What needs to be done>
Print every line of the listing below, starting with the line that holds "filename crates/core/src/lib.rs" and going on through the line that holds "pub mod plan;", both included, and print nothing else.

Dataset records section start

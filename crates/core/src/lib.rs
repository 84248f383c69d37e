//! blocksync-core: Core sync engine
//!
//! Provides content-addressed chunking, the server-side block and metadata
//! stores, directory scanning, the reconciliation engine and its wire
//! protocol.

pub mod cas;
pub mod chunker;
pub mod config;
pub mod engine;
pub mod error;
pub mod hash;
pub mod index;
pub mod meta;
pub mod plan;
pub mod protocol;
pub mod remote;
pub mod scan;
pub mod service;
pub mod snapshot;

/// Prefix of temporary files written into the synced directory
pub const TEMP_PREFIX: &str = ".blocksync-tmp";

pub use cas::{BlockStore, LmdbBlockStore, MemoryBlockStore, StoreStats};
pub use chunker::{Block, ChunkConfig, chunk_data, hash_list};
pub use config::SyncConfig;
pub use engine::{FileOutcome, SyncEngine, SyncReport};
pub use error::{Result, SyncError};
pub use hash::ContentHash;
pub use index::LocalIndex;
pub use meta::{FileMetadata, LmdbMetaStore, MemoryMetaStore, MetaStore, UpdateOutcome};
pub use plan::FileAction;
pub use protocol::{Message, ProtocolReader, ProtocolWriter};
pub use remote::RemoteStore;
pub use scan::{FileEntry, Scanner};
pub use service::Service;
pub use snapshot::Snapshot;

Dataset records section end
Dataset records section start

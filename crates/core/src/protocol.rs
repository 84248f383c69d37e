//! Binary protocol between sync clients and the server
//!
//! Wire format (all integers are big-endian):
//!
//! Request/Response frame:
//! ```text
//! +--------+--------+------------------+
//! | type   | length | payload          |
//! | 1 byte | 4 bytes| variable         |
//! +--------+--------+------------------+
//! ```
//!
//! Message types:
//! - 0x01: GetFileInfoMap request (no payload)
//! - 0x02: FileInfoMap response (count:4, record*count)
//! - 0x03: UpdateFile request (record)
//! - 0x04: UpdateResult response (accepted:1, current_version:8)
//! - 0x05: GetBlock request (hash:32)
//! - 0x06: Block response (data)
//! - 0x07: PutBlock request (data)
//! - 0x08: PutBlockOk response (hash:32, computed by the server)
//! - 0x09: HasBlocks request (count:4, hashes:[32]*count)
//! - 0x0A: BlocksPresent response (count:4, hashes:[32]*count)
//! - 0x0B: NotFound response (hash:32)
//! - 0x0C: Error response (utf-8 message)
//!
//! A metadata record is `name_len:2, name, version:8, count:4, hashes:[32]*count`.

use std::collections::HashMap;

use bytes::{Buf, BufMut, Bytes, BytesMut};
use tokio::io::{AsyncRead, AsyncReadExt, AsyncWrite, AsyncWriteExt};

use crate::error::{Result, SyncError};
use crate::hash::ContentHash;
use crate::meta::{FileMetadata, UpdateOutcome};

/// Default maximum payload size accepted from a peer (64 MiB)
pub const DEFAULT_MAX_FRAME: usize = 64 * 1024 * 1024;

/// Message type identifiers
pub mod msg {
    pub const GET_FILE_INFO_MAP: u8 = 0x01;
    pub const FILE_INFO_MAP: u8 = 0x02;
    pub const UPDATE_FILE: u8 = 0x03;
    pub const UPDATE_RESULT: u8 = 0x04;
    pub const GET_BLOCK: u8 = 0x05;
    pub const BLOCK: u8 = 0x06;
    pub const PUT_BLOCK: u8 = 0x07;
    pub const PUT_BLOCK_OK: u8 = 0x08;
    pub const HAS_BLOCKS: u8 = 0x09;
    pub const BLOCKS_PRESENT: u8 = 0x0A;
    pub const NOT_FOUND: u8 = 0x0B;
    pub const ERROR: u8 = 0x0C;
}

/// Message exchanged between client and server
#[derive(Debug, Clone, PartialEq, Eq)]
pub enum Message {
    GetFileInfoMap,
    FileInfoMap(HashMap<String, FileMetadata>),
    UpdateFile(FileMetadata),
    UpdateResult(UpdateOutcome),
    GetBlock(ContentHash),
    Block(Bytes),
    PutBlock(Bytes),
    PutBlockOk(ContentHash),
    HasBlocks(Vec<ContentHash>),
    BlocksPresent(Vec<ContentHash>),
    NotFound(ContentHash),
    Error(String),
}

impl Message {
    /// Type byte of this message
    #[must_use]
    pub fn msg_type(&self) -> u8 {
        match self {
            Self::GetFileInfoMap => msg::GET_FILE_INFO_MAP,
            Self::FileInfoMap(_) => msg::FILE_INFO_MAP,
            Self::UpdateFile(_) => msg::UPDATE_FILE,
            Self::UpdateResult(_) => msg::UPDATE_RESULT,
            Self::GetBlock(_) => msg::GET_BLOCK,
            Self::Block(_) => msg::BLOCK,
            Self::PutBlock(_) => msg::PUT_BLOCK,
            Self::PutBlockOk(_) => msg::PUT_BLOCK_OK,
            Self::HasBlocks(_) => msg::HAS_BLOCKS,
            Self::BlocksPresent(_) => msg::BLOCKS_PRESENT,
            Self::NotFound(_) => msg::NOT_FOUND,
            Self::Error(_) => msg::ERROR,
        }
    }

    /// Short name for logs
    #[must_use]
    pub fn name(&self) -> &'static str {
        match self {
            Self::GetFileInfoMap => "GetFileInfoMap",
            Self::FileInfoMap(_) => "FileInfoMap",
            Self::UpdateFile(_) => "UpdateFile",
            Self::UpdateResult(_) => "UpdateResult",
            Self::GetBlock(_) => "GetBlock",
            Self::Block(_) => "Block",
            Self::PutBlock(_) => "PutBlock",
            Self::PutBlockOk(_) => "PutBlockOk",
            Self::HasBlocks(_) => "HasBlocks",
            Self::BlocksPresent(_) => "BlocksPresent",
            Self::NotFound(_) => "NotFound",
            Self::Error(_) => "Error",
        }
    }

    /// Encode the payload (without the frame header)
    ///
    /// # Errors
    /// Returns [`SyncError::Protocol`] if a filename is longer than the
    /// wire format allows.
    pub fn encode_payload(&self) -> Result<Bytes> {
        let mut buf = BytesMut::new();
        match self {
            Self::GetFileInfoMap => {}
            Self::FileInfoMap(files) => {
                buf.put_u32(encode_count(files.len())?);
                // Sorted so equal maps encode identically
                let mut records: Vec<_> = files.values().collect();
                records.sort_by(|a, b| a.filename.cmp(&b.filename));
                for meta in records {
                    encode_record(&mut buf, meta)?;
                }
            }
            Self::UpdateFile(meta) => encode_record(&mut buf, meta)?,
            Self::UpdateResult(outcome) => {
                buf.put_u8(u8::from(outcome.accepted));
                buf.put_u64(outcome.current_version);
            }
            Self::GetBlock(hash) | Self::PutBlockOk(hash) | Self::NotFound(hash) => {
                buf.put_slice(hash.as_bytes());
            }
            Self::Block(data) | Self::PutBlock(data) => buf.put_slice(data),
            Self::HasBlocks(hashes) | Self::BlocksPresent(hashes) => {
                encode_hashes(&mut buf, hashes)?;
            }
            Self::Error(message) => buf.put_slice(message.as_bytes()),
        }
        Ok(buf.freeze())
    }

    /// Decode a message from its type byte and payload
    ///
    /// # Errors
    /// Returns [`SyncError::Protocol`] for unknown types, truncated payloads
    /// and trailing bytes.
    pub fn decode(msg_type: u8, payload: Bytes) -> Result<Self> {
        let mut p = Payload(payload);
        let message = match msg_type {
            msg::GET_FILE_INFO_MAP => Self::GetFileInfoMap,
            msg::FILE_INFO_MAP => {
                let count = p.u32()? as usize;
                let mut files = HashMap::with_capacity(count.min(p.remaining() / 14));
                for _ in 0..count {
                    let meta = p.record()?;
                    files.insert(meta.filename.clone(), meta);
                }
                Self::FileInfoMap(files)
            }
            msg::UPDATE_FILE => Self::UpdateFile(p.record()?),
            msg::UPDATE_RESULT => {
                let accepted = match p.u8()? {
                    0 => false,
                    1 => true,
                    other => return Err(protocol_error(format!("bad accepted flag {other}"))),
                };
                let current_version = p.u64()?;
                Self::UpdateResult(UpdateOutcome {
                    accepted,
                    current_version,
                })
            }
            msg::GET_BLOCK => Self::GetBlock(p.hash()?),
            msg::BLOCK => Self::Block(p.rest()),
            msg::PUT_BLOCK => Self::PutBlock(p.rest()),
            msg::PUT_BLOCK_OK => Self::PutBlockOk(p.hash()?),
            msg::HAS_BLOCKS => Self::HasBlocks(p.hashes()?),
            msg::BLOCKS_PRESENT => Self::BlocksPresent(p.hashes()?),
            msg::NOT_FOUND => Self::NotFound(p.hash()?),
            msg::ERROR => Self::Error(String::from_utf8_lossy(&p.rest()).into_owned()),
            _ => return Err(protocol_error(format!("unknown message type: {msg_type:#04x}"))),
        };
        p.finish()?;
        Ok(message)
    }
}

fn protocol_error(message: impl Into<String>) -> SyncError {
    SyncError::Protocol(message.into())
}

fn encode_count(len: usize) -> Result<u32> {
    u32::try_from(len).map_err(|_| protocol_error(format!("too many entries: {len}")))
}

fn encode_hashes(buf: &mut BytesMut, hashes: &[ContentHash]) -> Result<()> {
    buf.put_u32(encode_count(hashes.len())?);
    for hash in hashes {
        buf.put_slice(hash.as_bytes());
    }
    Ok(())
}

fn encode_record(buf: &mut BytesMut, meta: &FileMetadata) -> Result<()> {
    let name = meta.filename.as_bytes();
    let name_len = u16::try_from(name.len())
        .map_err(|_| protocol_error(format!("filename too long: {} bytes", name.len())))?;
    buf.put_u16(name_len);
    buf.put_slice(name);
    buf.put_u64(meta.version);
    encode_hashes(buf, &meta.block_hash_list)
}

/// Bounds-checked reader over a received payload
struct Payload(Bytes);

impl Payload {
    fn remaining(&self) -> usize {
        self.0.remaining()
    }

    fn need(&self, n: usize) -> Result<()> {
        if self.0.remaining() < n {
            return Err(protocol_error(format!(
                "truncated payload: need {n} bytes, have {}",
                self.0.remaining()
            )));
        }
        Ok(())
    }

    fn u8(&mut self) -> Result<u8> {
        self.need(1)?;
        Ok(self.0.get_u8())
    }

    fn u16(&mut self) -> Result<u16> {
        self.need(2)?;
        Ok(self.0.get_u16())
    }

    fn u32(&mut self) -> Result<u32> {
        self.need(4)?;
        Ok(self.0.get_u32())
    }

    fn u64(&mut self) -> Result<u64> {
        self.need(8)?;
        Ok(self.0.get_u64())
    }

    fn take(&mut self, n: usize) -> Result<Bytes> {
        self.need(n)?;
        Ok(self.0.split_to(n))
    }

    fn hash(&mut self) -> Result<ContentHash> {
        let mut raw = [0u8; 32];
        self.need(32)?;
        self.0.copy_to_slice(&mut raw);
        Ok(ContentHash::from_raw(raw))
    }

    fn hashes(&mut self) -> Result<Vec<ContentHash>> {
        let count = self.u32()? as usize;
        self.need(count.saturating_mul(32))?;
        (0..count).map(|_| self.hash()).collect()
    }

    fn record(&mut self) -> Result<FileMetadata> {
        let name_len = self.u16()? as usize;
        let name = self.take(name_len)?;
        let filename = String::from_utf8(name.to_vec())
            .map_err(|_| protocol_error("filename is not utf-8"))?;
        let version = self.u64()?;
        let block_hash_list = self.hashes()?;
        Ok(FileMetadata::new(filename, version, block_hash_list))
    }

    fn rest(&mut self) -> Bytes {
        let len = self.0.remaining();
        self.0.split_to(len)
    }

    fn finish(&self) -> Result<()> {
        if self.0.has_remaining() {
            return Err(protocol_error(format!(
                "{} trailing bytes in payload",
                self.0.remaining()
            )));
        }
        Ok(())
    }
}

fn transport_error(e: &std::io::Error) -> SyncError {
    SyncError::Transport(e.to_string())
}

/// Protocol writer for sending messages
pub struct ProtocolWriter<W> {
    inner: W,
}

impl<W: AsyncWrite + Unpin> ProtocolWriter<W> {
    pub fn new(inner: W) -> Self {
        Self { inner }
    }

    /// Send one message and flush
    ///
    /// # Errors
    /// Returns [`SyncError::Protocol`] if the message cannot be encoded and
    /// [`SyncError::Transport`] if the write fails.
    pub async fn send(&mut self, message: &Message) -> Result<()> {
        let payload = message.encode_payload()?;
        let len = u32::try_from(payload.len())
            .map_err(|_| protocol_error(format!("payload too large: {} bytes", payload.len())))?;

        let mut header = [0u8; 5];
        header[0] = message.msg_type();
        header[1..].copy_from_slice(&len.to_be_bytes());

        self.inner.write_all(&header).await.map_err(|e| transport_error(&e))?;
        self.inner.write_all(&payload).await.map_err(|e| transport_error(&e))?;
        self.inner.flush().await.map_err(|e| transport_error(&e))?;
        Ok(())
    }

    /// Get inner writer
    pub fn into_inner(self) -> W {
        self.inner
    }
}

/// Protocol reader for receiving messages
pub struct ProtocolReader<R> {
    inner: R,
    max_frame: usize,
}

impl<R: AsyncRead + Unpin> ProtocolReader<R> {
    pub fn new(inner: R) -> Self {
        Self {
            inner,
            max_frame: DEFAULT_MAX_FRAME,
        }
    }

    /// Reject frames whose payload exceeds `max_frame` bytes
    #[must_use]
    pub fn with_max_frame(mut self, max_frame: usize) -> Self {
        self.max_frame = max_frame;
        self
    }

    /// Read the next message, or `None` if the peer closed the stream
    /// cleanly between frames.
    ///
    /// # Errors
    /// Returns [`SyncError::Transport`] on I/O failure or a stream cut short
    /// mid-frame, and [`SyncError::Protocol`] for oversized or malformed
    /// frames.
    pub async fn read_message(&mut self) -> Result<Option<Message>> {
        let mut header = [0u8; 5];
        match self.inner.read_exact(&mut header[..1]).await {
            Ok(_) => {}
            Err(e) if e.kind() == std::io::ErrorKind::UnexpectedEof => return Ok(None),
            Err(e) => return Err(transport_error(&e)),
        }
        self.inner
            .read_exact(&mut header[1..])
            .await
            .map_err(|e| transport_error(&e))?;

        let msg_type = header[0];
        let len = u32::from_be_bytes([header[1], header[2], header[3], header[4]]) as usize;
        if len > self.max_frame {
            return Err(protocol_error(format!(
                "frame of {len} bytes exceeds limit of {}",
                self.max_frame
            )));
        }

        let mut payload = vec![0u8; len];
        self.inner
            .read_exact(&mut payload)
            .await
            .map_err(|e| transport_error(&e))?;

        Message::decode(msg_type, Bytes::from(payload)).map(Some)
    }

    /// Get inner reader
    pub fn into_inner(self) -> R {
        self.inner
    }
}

Dataset records section end
Dataset records section start

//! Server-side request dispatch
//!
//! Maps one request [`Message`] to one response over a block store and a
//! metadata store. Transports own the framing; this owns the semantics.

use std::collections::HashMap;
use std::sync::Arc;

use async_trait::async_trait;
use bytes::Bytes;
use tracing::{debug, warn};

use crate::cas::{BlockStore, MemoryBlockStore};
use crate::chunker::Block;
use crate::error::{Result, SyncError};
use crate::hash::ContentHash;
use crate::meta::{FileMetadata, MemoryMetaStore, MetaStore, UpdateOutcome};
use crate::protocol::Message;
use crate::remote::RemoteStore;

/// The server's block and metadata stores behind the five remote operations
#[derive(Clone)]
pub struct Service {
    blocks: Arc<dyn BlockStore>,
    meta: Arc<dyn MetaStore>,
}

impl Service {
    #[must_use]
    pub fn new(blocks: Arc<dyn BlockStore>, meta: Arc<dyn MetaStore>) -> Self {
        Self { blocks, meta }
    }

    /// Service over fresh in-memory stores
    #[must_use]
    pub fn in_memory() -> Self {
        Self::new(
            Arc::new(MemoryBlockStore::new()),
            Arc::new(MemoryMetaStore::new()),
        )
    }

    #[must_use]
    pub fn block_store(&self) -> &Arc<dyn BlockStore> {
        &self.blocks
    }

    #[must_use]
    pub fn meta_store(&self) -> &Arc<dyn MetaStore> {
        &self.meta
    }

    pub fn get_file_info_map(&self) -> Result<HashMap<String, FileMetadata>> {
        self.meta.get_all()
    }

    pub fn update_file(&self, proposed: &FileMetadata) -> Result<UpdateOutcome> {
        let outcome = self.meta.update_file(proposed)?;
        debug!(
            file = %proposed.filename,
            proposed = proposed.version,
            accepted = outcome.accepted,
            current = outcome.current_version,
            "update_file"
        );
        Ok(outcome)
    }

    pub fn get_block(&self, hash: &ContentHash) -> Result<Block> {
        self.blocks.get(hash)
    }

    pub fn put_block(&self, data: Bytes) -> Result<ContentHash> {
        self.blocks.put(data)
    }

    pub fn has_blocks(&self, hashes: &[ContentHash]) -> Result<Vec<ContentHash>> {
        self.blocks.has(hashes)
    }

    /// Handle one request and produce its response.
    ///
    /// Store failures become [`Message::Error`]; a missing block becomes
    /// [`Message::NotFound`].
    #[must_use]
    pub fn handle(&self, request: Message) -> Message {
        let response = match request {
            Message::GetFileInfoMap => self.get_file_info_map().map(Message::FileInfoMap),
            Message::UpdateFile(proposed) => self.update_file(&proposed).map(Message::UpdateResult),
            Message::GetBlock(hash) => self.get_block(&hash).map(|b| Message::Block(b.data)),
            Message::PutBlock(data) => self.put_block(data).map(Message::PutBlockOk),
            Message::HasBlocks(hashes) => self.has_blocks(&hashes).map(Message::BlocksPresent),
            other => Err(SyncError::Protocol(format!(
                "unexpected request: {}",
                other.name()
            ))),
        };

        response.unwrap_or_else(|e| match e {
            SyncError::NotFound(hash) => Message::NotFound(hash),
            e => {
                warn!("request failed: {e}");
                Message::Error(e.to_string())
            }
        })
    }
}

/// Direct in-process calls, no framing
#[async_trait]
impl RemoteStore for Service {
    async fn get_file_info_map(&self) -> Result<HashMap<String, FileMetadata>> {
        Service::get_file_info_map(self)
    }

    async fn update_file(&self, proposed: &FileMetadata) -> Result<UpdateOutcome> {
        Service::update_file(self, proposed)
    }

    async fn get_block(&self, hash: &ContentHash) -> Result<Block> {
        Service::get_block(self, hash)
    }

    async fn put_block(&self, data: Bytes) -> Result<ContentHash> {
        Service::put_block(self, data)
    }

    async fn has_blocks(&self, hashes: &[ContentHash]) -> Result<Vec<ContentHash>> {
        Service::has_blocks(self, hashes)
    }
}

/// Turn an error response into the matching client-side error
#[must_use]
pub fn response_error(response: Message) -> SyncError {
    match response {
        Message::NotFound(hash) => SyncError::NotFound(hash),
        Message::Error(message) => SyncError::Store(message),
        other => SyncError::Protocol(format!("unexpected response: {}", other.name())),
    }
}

Dataset records section end

Answer to this exercise>
filename crates/core/src/lib.rs
repository 84248f383c69d37e
//! blocksync-core: Core sync engine
//!
//! Provides content-addressed chunking, the server-side block and metadata
//! stores, directory scanning, the reconciliation engine and its wire
//! protocol.

pub mod cas;
pub mod chunker;
pub mod config;
pub mod engine;
pub mod error;
pub mod hash;
pub mod index;
pub mod meta;
pub mod plan;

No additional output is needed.